Task description:
Below are the records; restate word for word the lines from the first through the one containing "fn checked_arith(result: Option<i64>, op: Op, span: Span)", and only those.

═══ Dataset records ═══

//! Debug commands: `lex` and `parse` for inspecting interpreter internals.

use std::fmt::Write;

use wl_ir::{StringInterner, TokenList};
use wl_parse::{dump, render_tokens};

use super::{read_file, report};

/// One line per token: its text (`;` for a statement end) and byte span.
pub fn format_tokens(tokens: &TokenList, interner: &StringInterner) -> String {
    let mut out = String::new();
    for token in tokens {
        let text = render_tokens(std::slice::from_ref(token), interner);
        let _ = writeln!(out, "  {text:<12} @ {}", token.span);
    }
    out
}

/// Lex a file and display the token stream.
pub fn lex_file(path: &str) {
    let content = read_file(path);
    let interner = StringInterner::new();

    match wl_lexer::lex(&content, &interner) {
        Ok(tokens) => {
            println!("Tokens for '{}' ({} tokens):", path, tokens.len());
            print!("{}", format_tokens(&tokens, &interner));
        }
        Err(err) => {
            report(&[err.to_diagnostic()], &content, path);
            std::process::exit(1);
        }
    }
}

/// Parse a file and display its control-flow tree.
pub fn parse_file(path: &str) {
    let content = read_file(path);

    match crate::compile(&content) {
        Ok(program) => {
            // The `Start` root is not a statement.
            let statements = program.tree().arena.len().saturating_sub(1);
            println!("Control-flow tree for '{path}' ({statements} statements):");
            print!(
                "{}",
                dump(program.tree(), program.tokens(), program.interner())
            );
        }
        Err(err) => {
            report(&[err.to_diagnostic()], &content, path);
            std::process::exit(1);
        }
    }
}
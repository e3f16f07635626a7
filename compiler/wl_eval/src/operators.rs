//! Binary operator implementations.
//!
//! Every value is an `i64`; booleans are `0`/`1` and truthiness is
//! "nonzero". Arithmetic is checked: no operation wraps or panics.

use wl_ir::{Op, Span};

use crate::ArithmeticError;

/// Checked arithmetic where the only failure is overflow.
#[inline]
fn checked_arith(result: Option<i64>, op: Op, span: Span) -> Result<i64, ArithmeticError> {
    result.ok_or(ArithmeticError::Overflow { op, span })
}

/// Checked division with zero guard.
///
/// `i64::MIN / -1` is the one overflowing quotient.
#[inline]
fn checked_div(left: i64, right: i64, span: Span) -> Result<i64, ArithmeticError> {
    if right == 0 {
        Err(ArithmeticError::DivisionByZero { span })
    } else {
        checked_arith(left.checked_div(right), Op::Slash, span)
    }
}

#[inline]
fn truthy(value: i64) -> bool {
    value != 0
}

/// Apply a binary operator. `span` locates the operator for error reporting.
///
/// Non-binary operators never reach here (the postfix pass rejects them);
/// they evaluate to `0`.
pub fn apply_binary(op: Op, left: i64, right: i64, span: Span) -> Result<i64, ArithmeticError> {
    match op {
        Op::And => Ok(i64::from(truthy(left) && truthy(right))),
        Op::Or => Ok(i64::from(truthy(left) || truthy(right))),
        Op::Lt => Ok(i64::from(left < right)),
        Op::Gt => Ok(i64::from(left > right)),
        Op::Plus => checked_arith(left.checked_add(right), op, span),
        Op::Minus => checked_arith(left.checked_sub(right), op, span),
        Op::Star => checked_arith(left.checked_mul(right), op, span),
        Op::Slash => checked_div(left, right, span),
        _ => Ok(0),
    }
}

═══

Response area:
//! Debug commands: `lex` and `parse` for inspecting interpreter internals.

use std::fmt::Write;

use wl_ir::{StringInterner, TokenList};
use wl_parse::{dump, render_tokens};

use super::{read_file, report};

/// One line per token: its text (`;` for a statement end) and byte span.
pub fn format_tokens(tokens: &TokenList, interner: &StringInterner) -> String {
    let mut out = String::new();
    for token in tokens {
        let text = render_tokens(std::slice::from_ref(token), interner);
        let _ = writeln!(out, "  {text:<12} @ {}", token.span);
    }
    out
}

/// Lex a file and display the token stream.
pub fn lex_file(path: &str) {
    let content = read_file(path);
    let interner = StringInterner::new();

    match wl_lexer::lex(&content, &interner) {
        Ok(tokens) => {
            println!("Tokens for '{}' ({} tokens):", path, tokens.len());
            print!("{}", format_tokens(&tokens, &interner));
        }
        Err(err) => {
            report(&[err.to_diagnostic()], &content, path);
            std::process::exit(1);
        }
    }
}

/// Parse a file and display its control-flow tree.
pub fn parse_file(path: &str) {
    let content = read_file(path);

    match crate::compile(&content) {
        Ok(program) => {
            // The `Start` root is not a statement.
            let statements = program.tree().arena.len().saturating_sub(1);
            println!("Control-flow tree for '{path}' ({statements} statements):");
            print!(
                "{}",
                dump(program.tree(), program.tokens(), program.interner())
            );
        }
        Err(err) => {
            report(&[err.to_diagnostic()], &content, path);
            std::process::exit(1);
        }
    }
}
repository e3f16f07635626a7
filename compiler/wl_eval/src/operators.rs
//! Binary operator implementations.
//!
//! Every value is an `i64`; booleans are `0`/`1` and truthiness is
//! "nonzero". Arithmetic is checked: no operation wraps or panics.

use wl_ir::{Op, Span};

use crate::ArithmeticError;

/// Checked arithmetic where the only failure is overflow.
#[inline]
fn checked_arith(result: Option<i64>, op: Op, span: Span) -> Result<i64, ArithmeticError> {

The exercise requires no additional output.